HIV-1 variants may have differential effects on the hemopoietic system because they are tropic for different cells in the multilineage tree. As has been demonstrated over the past several years, tropism is determined in part by cell surface expression of CD4 and certain chemokine receptors, such as CCR5 and CXCR4 (23). CXCR4 is the receptor for SDF-1, an -chemokine that attracts lymphocytes and monocytes (24, 25, 26). CCR5 binds the ß-chemokines macrophage inflammatory protein-1, macrophage inflammatory protein-1ß, and RANTES, which attract monocytes, T cells, NK cells, basophils, eosinophils, and dendritic cells (23). In the early stages of HIV-1 disease, most virus particles can use only CCR5 as the coreceptor and thus infect only those cells that express CCR5 (27, 28, 29). Later, in the symptomatic stages of HIV-1 disease, virus particles often arise that can use both CCR5 and CXCR4, expanding the target cell range to cells that express CCR5 and/or CXCR4 (27, 28, 29, 30).

It is still not clear which cell subpopulations in the T cell lineage express CXCR4 or CCR5 and, hence, might be targets for infection with strains of HIV-1 recognizing one or both receptors. While inferences about receptor expression can be made based on transcript analyses (31) or responses to chemokines in vitro (23), cell surface CXCR4 and CCR5 proteins can be more directly measured using specific Abs in flow cytometry or immunohistochemistry. Using such Abs, T cells in the bloodstream exhibiting a naive phenotype have been shown to express CXCR4 but not CCR5, while a subset of T cells expressing a memory phenotype expresses CCR5 but not CXCR4 (32).

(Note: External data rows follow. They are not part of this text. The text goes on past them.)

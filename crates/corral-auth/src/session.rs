//! Session façade: login redirect, callback exchange, refresh, logout and
//! authentication status.

use std::sync::Arc;

use chrono::Utc;
use tokio::sync::broadcast::error::RecvError;
use tokio::task::JoinHandle;
use url::Url;

use crate::backend::{SharedAuthBackend, with_query};
use crate::claims::Claims;
use crate::coordinator::RefreshCoordinator;
use crate::error::{AuthError, Result};
use crate::events::AuthEvent;
use crate::store::{IntendedRoute, SharedTokenStore};
use crate::token::TokenPair;

/// Path the authorization server redirects back to.
pub const CALLBACK_PATH: &str = "/auth/callback";

/// Scope requested on every login.
pub const SCOPE: &str = "openid profile email";

/// Route used after login when none was stashed.
pub const DEFAULT_ROUTE: &str = "/";

/// The routing layer: sends the user agent somewhere else.
pub trait Navigator: Send + Sync + std::fmt::Debug {
    fn navigate(&self, url: &str);
}

/// Shared navigator handle.
pub type SharedNavigator = Arc<dyn Navigator>;

/// Navigator that only logs the destination.
#[derive(Debug, Default)]
pub struct LogNavigator;

impl Navigator for LogNavigator {
    fn navigate(&self, url: &str) {
        tracing::info!(%url, "Navigate");
    }
}

/// High-level session operations for the UI.
#[derive(Debug)]
pub struct Session {
    backend: SharedAuthBackend,
    store: SharedTokenStore,
    coordinator: RefreshCoordinator,
    navigator: SharedNavigator,
    origin: String,
    intended_route: IntendedRoute,
}

impl Session {
    /// Create a session for an application served from `origin`.
    pub fn new(
        backend: SharedAuthBackend,
        coordinator: RefreshCoordinator,
        navigator: SharedNavigator,
        origin: &Url,
    ) -> Self {
        Self {
            backend,
            store: coordinator.store().clone(),
            coordinator,
            navigator,
            origin: origin.origin().ascii_serialization(),
            intended_route: IntendedRoute::new(),
        }
    }

    /// The application origin, e.g. `https://console.example.com`.
    pub fn origin(&self) -> &str {
        &self.origin
    }

    /// Callback URI registered with the authorization server.
    pub fn redirect_uri(&self) -> String {
        format!("{}{}", self.origin, CALLBACK_PATH)
    }

    /// Build the authorization-code login URL from the live backend config.
    pub async fn build_authorization_url(&self) -> Result<String> {
        let config = self.backend.auth_config().await?;
        let (endpoint, client_id) = config.authorization()?;
        let redirect_uri = self.redirect_uri();

        Ok(with_query(
            endpoint,
            &[
                ("client_id", client_id),
                ("redirect_uri", &redirect_uri),
                ("response_type", "code"),
                ("scope", SCOPE),
            ],
        ))
    }

    /// Navigate to the login page, remembering where to return afterwards.
    pub async fn redirect_to_login(&self, intended_route: Option<&str>) -> Result<()> {
        if let Some(route) = intended_route {
            self.intended_route.stash(route);
        }

        let url = self.build_authorization_url().await?;
        tracing::info!("Redirecting to login");
        self.navigator.navigate(&url);
        Ok(())
    }

    /// Trade an authorization code for tokens and store them.
    ///
    /// Codes are single-use, so a failed exchange is not retried.
    pub async fn exchange_code_for_tokens(&self, code: &str) -> Result<TokenPair> {
        let response = self
            .backend
            .exchange_code(code, &self.redirect_uri())
            .await?;
        let pair = response.into_pair(Utc::now(), None)?;
        self.store.set(pair.clone())?;
        tracing::info!("Signed in");
        Ok(pair)
    }

    /// Complete the login callback: exchange the code, then consume the
    /// stashed route. Returns where the user should land.
    pub async fn handle_callback(&self, code: &str) -> Result<String> {
        self.exchange_code_for_tokens(code).await?;
        Ok(self
            .intended_route
            .take()
            .unwrap_or_else(|| DEFAULT_ROUTE.to_string()))
    }

    /// Fetch the signed-in user's claims.
    pub async fn fetch_user_info(&self) -> Result<Claims> {
        let access_token = self
            .store
            .get()
            .map(|pair| pair.access_token)
            .filter(|token| !token.is_empty())
            .ok_or(AuthError::Unauthenticated)?;
        self.backend.user_info(&access_token).await
    }

    /// Explicitly refresh the access token.
    pub async fn refresh(&self) -> Result<String> {
        self.coordinator.refresh_or_wait().await
    }

    /// True if a token is stored and has not expired. Never refreshes.
    pub fn is_authenticated(&self) -> bool {
        self.store
            .get()
            .is_some_and(|pair| !pair.access_token.is_empty() && !pair.is_expired())
    }

    /// Snapshot of the stored pair.
    pub fn tokens(&self) -> Option<TokenPair> {
        self.store.get()
    }

    /// Sign out.
    ///
    /// Credentials are cleared before anything else, and a refresh still in
    /// flight is discarded rather than signing the user back in. The user is
    /// sent to the provider's logout page when the backend advertises one,
    /// and to the application root otherwise, including when the config
    /// fetch fails.
    pub async fn logout(&self) -> Result<()> {
        self.intended_route.clear();
        let cleared = self.coordinator.sign_out();

        let provider_logout = match self.backend.auth_config().await {
            Ok(config) => config.logout_url(&self.origin),
            Err(e) => {
                tracing::warn!(error = %e, "Auth config unavailable, logging out locally");
                None
            }
        };
        let target = provider_logout.unwrap_or_else(|| format!("{}{}", self.origin, DEFAULT_ROUTE));

        tracing::info!("Signed out");
        self.navigator.navigate(&target);
        cleared
    }

    /// Redirect to login whenever the coordinator gives up on the session.
    pub fn watch_login_required(self: &Arc<Self>) -> JoinHandle<()> {
        let session = Arc::clone(self);
        let mut events = self.coordinator.subscribe();

        tokio::spawn(async move {
            loop {
                match events.recv().await {
                    Ok(AuthEvent::LoginRequired { reason }) => {
                        tracing::debug!(%reason, "Login required");
                        if let Err(e) = session.redirect_to_login(None).await {
                            tracing::warn!(error = %e, "Failed to redirect to login");
                        }
                    }
                    Ok(AuthEvent::Refreshed) => {}
                    Err(RecvError::Lagged(skipped)) => {
                        tracing::debug!(skipped, "Session event watcher lagged");
                    }
                    Err(RecvError::Closed) => break,
                }
            }
        })
    }
}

In addition, variations in the levels of CCR5 on peripheral T cells correlate with variations in the infectability of those T cells by a CCR5-using strain of HIV-1 (33), suggesting that the density of surface CCR5 may be a rate-limiting factor for the infection of peripheral T cells. Visualization of CXCR4 or CCR5 on the surface of bone marrow hemopoietic cells has not been reported, but CXCR4 (34) has been found on CD3⁺CD4⁺CD8⁺ thymocytes.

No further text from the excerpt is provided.